OR05-4
Comparison Among Different Treatment Strategies for Treatment of DES In-Stent Restenosis: A Network Meta- Analysis
Presenter
Dhan Shrestha, Mount Sinai Hospital , Chicago, IL
Dhan Shrestha1, Prakash Raj Oli, MBBS2, Sagun Dawadi, MBBS3, Shraddha Poudel, MD4, Furkhan Ali, MS2, Jurgen Shtembari1, Kailash Pant, MD5, Bishesh Shrestha, MD6, Daniel Katz, MD7, Rafay Khan, MD8 and Jishanth Mattumpuram, MD8, (1)Mount Sinai Hospital , Chicago, IL, (2)Mount Sinai Hospital, Chicago, IL, (3)Nepalese Army Institute of Health Sciences, Kathmandu, 3, Nepal, (4)Medstar Union Memorial Hospital, Baltimore, MD, (5)University of Illinois College of Medicine at Peoria, Peoria, IL, (6)Bassett Medical Center, Omaha, NE, (7)Bassett Medical Center, Cooperstown, NY, (8)University of Louisville School of Medicine, Louisville, KY
Keywords: Coronary, Drug-coated Balloon (DCB), Drug-eluting Stent (DES), Intravascular Lithotripsy (IVL) and Stable Ischemic Heart Disease (SIHD)
Background
Bare-metal stents (BMS) has a higher risk of in-stent restenosis (ISR), which is relatively low with drug-eluting stents (DES). Various interventions for ISR include balloon angioplasty (BA), drug-coated balloons (DCB), DES implantation, ECLA, coronary IVL, etc.
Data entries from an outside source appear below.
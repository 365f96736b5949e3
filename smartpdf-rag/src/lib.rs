//! # smartpdf-rag
//!
//! Retrieval-augmented question answering over uploaded documents.
//!
//! ## Overview
//!
//! Ingestion turns each uploaded file into indexed chunks:
//!
//! - [`DocumentLoader`]: bytes to page text ([`PdfLoader`], [`TextLoader`], [`AutoLoader`])
//! - [`Chunker`]: page text to overlapping, size-bounded chunks ([`RecursiveChunker`])
//! - [`ChunkFilter`]: whitespace normalization and removal of short chunks
//! - [`Index`]: embeds chunks with an [`EmbeddingProvider`] and appends them to a [`VectorStore`]
//!
//! Questions go through a [`Retriever`] and a [`Synthesizer`], which stuffs
//! the retrieved chunks into one prompt for a [`LanguageModel`] and records
//! which documents contributed.
//!
//! [`Session`] ties both paths together and owns the index for the
//! lifetime of a user session.
//!
//! ## Quick Start
//!
//! ```rust,ignore
//! use std::sync::Arc;
//! use smartpdf_rag::{Document, HashEmbeddingProvider, Session};
//!
//! let session = Session::builder()
//!     .embedding_provider(Arc::new(HashEmbeddingProvider::default()))
//!     .language_model(Arc::new(my_model))
//!     .build()?;
//!
//! let report = session.ingest_batch(vec![Document::from_path("manual.pdf")?]).await?;
//! let answer = session.ask("How do I reset the device?").await?;
//! println!("{} (from {:?})", answer.text, answer.sources);
//! ```
//!
//! ## Features
//!
//! - `pdf` (default): PDF loading via `lopdf`
//! - `openai`: OpenAI-compatible embedding and chat completion clients

pub mod chunking;
pub mod config;
pub mod document;
pub mod embedding;
pub mod error;
pub mod filter;
pub mod index;
pub mod inmemory;
pub mod loader;
pub mod model;
#[cfg(feature = "openai")]
pub mod openai;
pub mod pipeline;
pub mod retriever;
pub mod synthesizer;
pub mod vectorstore;

pub use chunking::{Chunker, RecursiveChunker};
pub use config::{RagConfig, RagConfigBuilder};
pub use document::{Chunk, ChunkMetadata, Document, Page, SearchResult};
pub use embedding::{EmbeddingProvider, HashEmbeddingProvider};
pub use error::{RagError, Result};
pub use filter::ChunkFilter;
pub use index::Index;
pub use inmemory::InMemoryVectorStore;
#[cfg(feature = "pdf")]
pub use loader::PdfLoader;
pub use loader::{AutoLoader, DocumentLoader, TextLoader};
pub use model::{ErrorClassifier, KeywordClassifier, LanguageModel};
#[cfg(feature = "openai")]
pub use openai::{ChatCompletionsModel, OpenAIEmbeddingProvider};
pub use pipeline::{BatchReport, DocumentOutcome, IngestReport, Session, SessionBuilder};
pub use retriever::{Retriever, SimilarityRetriever};
pub use synthesizer::{Answer, AnswerStatus, Synthesizer};
pub use vectorstore::{IndexedChunk, VectorStore};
Given that the evidence regarding therapeutic interventions is elusive, we planned to pool and compare available data for DES-ISR in this network meta-analysis.
Methods
We did a Bayesian network meta-analysis to synthesize evidence from relevant studies. We searched literatures published up to December 30, 2023, of treatment strategies for treating DES-ISR. This study is registered with PROSPERO, and data analysis was performed using the netmeta package version 2.8-2 on the R 4.3.2 version.
Results
Out of 1202 studies, 31 were deemed eligible, with 11 being randomized controlled trials and 20 observational studies, including 9746 patients with DES ISR. In our network meta-analysis for DES-ISR, no significant differences observed between the procedures employed regarding MACE events and TLR in 6-12 months follow-up, except for Percutaneous Old Balloon Angioplasty (POBA). DCB and EES were superior to POBA for both MACE and TLR.
Conclusions
DCB and EES were superior to POBA for MACE and TLR. No significant differences were observed between other procedures employed regarding MACE events and TLR in individuals with DES-ISR. However, this data is limited by scarce studies in many procedures evaluated in the studies. In the future, larger controlled trials may shed light on the superiority of one over another.